L'EHT a regardé Sgr A pendant plusieurs nuits pendant plusieurs heures d'affilée – une idée similaire à la photographie à longue exposition et le même processus utilisé pour produire la première image d'un trou noir, publiée en 2019.

Ce trou noir s'appelle M87* car il se trouve dans la galaxie Messier 87.

- Einstein serait "extatique" -

Illustration montrant les différentes parties d'un trou noir

Les deux trous noirs présentent des similitudes frappantes, malgré le fait que Sgr A* est 2 000 fois plus petit que M87 .

"Près du bord de ces trous noirs, ils se ressemblent étonnamment", a déclaré Sera Markoff, coprésidente du Conseil scientifique de l'EHT et professeur à l'Université d'Amsterdam.

Les deux se sont comportés comme prédit par la théorie de la relativité générale d'Einstein de 1915, qui soutient que la force de gravité résulte de la courbure de l'espace et du temps, et que les objets cosmiques modifient cette géométrie.

Malgré le fait que Sgr A soit beaucoup plus proche de nous, l'imagerie présentait des défis uniques.

Le gaz à proximité des deux trous noirs se déplace à la même vitesse, proche de la vitesse de la lumière. Mais alors qu'il a fallu des jours et des semaines pour orbiter le plus gros M87 , il a effectué des tours de Sgr A en quelques minutes seulement.

La luminosité et le motif du gaz autour de Sgr A * ont changé rapidement lorsque l'équipe l'a observé, "un peu comme essayer de prendre une photo claire d'un chiot poursuivant rapidement sa queue", a déclaré le scientifique EHT Chi-kwan Chan de l'Université d'Arizona. .
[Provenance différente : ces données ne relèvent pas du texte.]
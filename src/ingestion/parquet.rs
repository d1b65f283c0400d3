//! Parquet ingestion implementation.

use std::path::Path;

use chrono::{DateTime, NaiveDate, NaiveTime};
use parquet::basic::ConvertedType;
use parquet::file::reader::{ChunkReader, FileReader};
use parquet::file::serialized_reader::SerializedFileReader;
use parquet::record::Field;

use crate::error::{ProfilingError, ProfilingResult};
use crate::types::{Column, DataSet, RawValue};

/// Days from 0001-01-01 (CE) to the Unix epoch.
const UNIX_EPOCH_DAYS_FROM_CE: i32 = 719_163;

/// Ingest a Parquet file into an in-memory `DataSet`.
///
/// Notes:
/// - One column per top-level field, in schema order
/// - Source type label is the physical type, plus the converted type when present
///   (e.g. `"INT64"`, `"BYTE_ARRAY (UTF8)"`)
/// - `DATE` and `TIMESTAMP_*` values become native dates/datetimes; everything else that is
///   not a bool or a number is kept as its text rendering
/// - `TIME_*` values render as `HH:MM:SS`, with a fraction only when it is non-zero
/// - Float `NaN` is read as null
/// - Nested groups, lists and maps are rejected with [`ProfilingError::InvalidInput`]
/// - Uses the Parquet record API (`RowIter`)
pub fn ingest_parquet_from_path(path: impl AsRef<Path>) -> ProfilingResult<DataSet> {
    let reader = SerializedFileReader::try_from(path.as_ref())?;

    let mut columns = top_level_columns(&reader);

    for (idx0, row_res) in reader.into_iter().enumerate() {
        let row_num = idx0 + 1;
        let row = row_res?;

        for col in &mut columns {
            col.values.push(RawValue::Null);
        }
        for (name, field) in row.get_column_iter() {
            let Some(col) = columns.iter_mut().find(|c| &c.name == name) else {
                continue;
            };
            let value = convert_parquet_field(row_num, name, field)?;
            if let Some(slot) = col.values.last_mut() {
                *slot = value;
            }
        }
    }

    tracing::debug!(
        columns = columns.len(),
        rows = columns.first().map_or(0, Column::len),
        "parquet ingested"
    );
    Ok(DataSet::new(columns))
}

fn top_level_columns<R: ChunkReader + 'static>(reader: &SerializedFileReader<R>) -> Vec<Column> {
    reader
        .metadata()
        .file_metadata()
        .schema_descr()
        .root_schema()
        .get_fields()
        .iter()
        .map(|t| {
            let label = if t.is_primitive() {
                let physical = t.get_physical_type().to_string();
                match t.get_basic_info().converted_type() {
                    ConvertedType::NONE => physical,
                    converted => format!("{physical} ({converted})"),
                }
            } else {
                "GROUP".to_string()
            };
            Column::new(t.name(), label, Vec::new())
        })
        .collect()
}

fn convert_parquet_field(row: usize, column: &str, f: &Field) -> ProfilingResult<RawValue> {
    let value = match f {
        Field::Null => RawValue::Null,
        Field::Bool(b) => RawValue::Boolean(*b),
        Field::Byte(v) => RawValue::int(i64::from(*v)),
        Field::Short(v) => RawValue::int(i64::from(*v)),
        Field::Int(v) => RawValue::int(i64::from(*v)),
        Field::Long(v) => RawValue::int(*v),
        Field::UByte(v) => RawValue::int(i64::from(*v)),
        Field::UShort(v) => RawValue::int(i64::from(*v)),
        Field::UInt(v) => RawValue::int(i64::from(*v)),
        Field::ULong(v) => match i64::try_from(*v) {
            Ok(i) => RawValue::int(i),
            Err(_) => RawValue::text(v.to_string()),
        },
        Field::Float(v) => RawValue::float(f64::from(*v)),
        Field::Double(v) => RawValue::float(*v),
        Field::TimeMillis(ms) => {
            let ms = i64::from(*ms);
            time_of_day(ms.div_euclid(1_000), ms.rem_euclid(1_000) * 1_000_000)
                .ok_or_else(|| out_of_range(row, column, f))?
        }
        Field::TimeMicros(us) => {
            time_of_day(us.div_euclid(1_000_000), us.rem_euclid(1_000_000) * 1_000)
                .ok_or_else(|| out_of_range(row, column, f))?
        }
        Field::Str(s) => RawValue::text(s.as_str()),
        Field::Date(days) => days
            .checked_add(UNIX_EPOCH_DAYS_FROM_CE)
            .and_then(NaiveDate::from_num_days_from_ce_opt)
            .map(RawValue::NativeDate)
            .ok_or_else(|| out_of_range(row, column, f))?,
        Field::TimestampMillis(ms) => DateTime::from_timestamp_millis(*ms)
            .map(|dt| RawValue::NativeDateTime(dt.naive_utc()))
            .ok_or_else(|| out_of_range(row, column, f))?,
        Field::TimestampMicros(us) => DateTime::from_timestamp_micros(*us)
            .map(|dt| RawValue::NativeDateTime(dt.naive_utc()))
            .ok_or_else(|| out_of_range(row, column, f))?,
        Field::Group(_) | Field::ListInternal(_) | Field::MapInternal(_) => {
            return Err(ProfilingError::InvalidInput {
                row,
                column: column.to_string(),
                message: "nested groups, lists and maps are not supported".to_string(),
            });
        }
        other => RawValue::text(other.to_string()),
    };
    Ok(value)
}

fn time_of_day(secs: i64, nanos: i64) -> Option<RawValue> {
    let t = NaiveTime::from_num_seconds_from_midnight_opt(
        u32::try_from(secs).ok()?,
        u32::try_from(nanos).ok()?,
    )?;
    Some(RawValue::text(t.to_string()))
}

fn out_of_range(row: usize, column: &str, f: &Field) -> ProfilingError {
    ProfilingError::InvalidInput {
        row,
        column: column.to_string(),
        message: format!("temporal value out of range: {f}"),
    }
}
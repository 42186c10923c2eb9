//! Parser output decoding
//!
//! `line` output carries one token per line, optionally followed by a tab and a
//! word flag (`1` word, `0` non-word). `wakati` output is whitespace separated
//! tokens. Without a flag a token is a word when it contains a word character.

use shiori_core::{CharClass, OutputFormat, RawToken};

/// Decode raw parser output into tokens
///
/// Returns the reason on malformed output.
pub fn decode(
    output: &[u8],
    format: OutputFormat,
    word_chars: &CharClass,
) -> Result<Vec<RawToken>, String> {
    let text = std::str::from_utf8(output)
        .map_err(|e| format!("output is not valid UTF-8: {e}"))?;

    match format {
        OutputFormat::Line => decode_lines(text, word_chars),
        OutputFormat::Wakati => Ok(text
            .split_whitespace()
            .map(|surface| classify(surface, word_chars))
            .collect()),
    }
}

fn decode_lines(text: &str, word_chars: &CharClass) -> Result<Vec<RawToken>, String> {
    let mut tokens = Vec::new();

    for (idx, line) in text.lines().enumerate() {
        let line = line.trim_end_matches('\r');
        if line.trim().is_empty() {
            continue;
        }

        let token = match line.split_once('\t') {
            None => classify(line.trim(), word_chars),
            Some((surface, flag)) => {
                let surface = surface.trim();
                if surface.is_empty() {
                    return Err(format!("line {}: empty token before word flag", idx + 1));
                }
                match flag.trim() {
                    "1" => RawToken::word(surface),
                    "0" => RawToken::non_word(surface),
                    other => {
                        return Err(format!(
                            "line {}: word flag must be 0 or 1, got '{other}'",
                            idx + 1
                        ))
                    }
                }
            }
        };
        tokens.push(token);
    }

    Ok(tokens)
}

fn classify(surface: &str, word_chars: &CharClass) -> RawToken {
    if word_chars.contains_any(surface) {
        RawToken::word(surface)
    } else {
        RawToken::non_word(surface)
    }
}

#[cfg(test)]
mod tests {
    use super::*;

    fn cjk() -> CharClass {
        CharClass::new(r"\p{Han}\p{Hiragana}\p{Katakana}").unwrap()
    }

    fn surfaces(tokens: &[RawToken]) -> Vec<&str> {
        tokens.iter().map(|t| t.surface.as_str()).collect()
    }

    #[test]
    fn test_wakati() {
        let tokens = decode("私 は 学生 です 。\n".as_bytes(), OutputFormat::Wakati, &cjk()).unwrap();
        assert_eq!(surfaces(&tokens), vec!["私", "は", "学生", "です", "。"]);
        assert!(tokens[..4].iter().all(|t| t.is_word));
        assert!(!tokens[4].is_word);
    }

    #[test]
    fn test_lines_skip_blanks() {
        let tokens = decode("我\n\n喜欢\r\n  \n。\n".as_bytes(), OutputFormat::Line, &cjk()).unwrap();
        assert_eq!(surfaces(&tokens), vec!["我", "喜欢", "。"]);
        assert!(!tokens[2].is_word);
    }

    #[test]
    fn test_lines_with_word_flags() {
        let tokens = decode("東京\t1\n「\t0\nABC\t1\n".as_bytes(), OutputFormat::Line, &cjk()).unwrap();
        let flags: Vec<bool> = tokens.iter().map(|t| t.is_word).collect();
        assert_eq!(flags, vec![true, false, true]);
        assert_eq!(tokens[2].lowercase, "abc");
    }

    #[test]
    fn test_bad_flag_is_malformed() {
        let err = decode("東京\tyes\n".as_bytes(), OutputFormat::Line, &cjk()).unwrap_err();
        assert!(err.contains("line 1"));
    }

    #[test]
    fn test_invalid_utf8() {
        let err = decode(&[0xff, 0xfe, b'\n'], OutputFormat::Wakati, &cjk()).unwrap_err();
        assert!(err.contains("UTF-8"));
    }
}
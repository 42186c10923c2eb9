//! Built-in language profiles
//!
//! Profiles shipped with shiori are embedded TOML files, compiled on request.

use crate::error::{CoreError, Result};
use crate::language::parser::ParserCatalog;
use crate::language::profile::LanguageProfile;

struct Embedded {
    code: &'static str,
    aliases: &'static [&'static str],
    toml: &'static str,
}

const EMBEDDED: &[Embedded] = &[
    Embedded {
        code: "en",
        aliases: &["english"],
        toml: include_str!("../../configs/languages/english.toml"),
    },
    Embedded {
        code: "ja",
        aliases: &["japanese"],
        toml: include_str!("../../configs/languages/japanese.toml"),
    },
    Embedded {
        code: "ja-mecab",
        aliases: &["japanese-mecab"],
        toml: include_str!("../../configs/languages/japanese-mecab.toml"),
    },
    Embedded {
        code: "zh",
        aliases: &["chinese"],
        toml: include_str!("../../configs/languages/chinese.toml"),
    },
    Embedded {
        code: "zh-jieba",
        aliases: &["chinese-jieba"],
        toml: include_str!("../../configs/languages/chinese-jieba.toml"),
    },
    Embedded {
        code: "ar",
        aliases: &["arabic"],
        toml: include_str!("../../configs/languages/arabic.toml"),
    },
];

/// Codes of all built-in profiles
pub fn builtin_codes() -> impl Iterator<Item = &'static str> {
    EMBEDDED.iter().map(|e| e.code)
}

/// Load a built-in profile by code or alias using the built-in parser catalog
pub fn builtin(code: &str) -> Result<LanguageProfile> {
    builtin_with(code, &ParserCatalog::builtin()?)
}

/// Load a built-in profile, resolving parser references in `catalog`
pub fn builtin_with(code: &str, catalog: &ParserCatalog) -> Result<LanguageProfile> {
    let wanted = code.to_lowercase();
    let embedded = EMBEDDED
        .iter()
        .find(|e| e.code == wanted || e.aliases.contains(&wanted.as_str()))
        .ok_or_else(|| CoreError::configuration(format!("unknown language code: {code}")))?;

    LanguageProfile::from_toml_str(embedded.toml, catalog).map_err(|e| {
        CoreError::configuration(format!("failed to load built-in profile '{code}': {e}"))
    })
}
Les chercheurs ont dû développer de nouveaux outils complexes pour tenir compte des cibles mobiles.

L'image résultante - le travail de plus de 300 chercheurs dans 80 pays sur une période de cinq ans - est une moyenne de plusieurs images qui ont révélé le monstre invisible qui se cache au centre de la galaxie.

Les scientifiques sont maintenant impatients de comparer les deux trous noirs pour tester les théories sur le comportement des gaz autour d'eux – un phénomène mal compris qui jouerait un rôle dans la formation de nouvelles étoiles et galaxies.

Sonder les trous noirs - en particulier leurs centres infiniment petits et denses appelés singularités, où les équations d'Einstein se décomposent - pourrait aider les physiciens à approfondir leur compréhension de la gravité et à développer une théorie plus avancée.

« Et Einstein ? Sourirait-il en voyant toutes ces centaines de scientifiques ne lui ayant toujours pas donné tort ? » a déclaré Anton Zensus de l'Institut Max Planck.

"Je pense plutôt qu'il serait ravi de voir toutes les possibilités expérimentales que nous avons dans ce domaine aujourd'hui."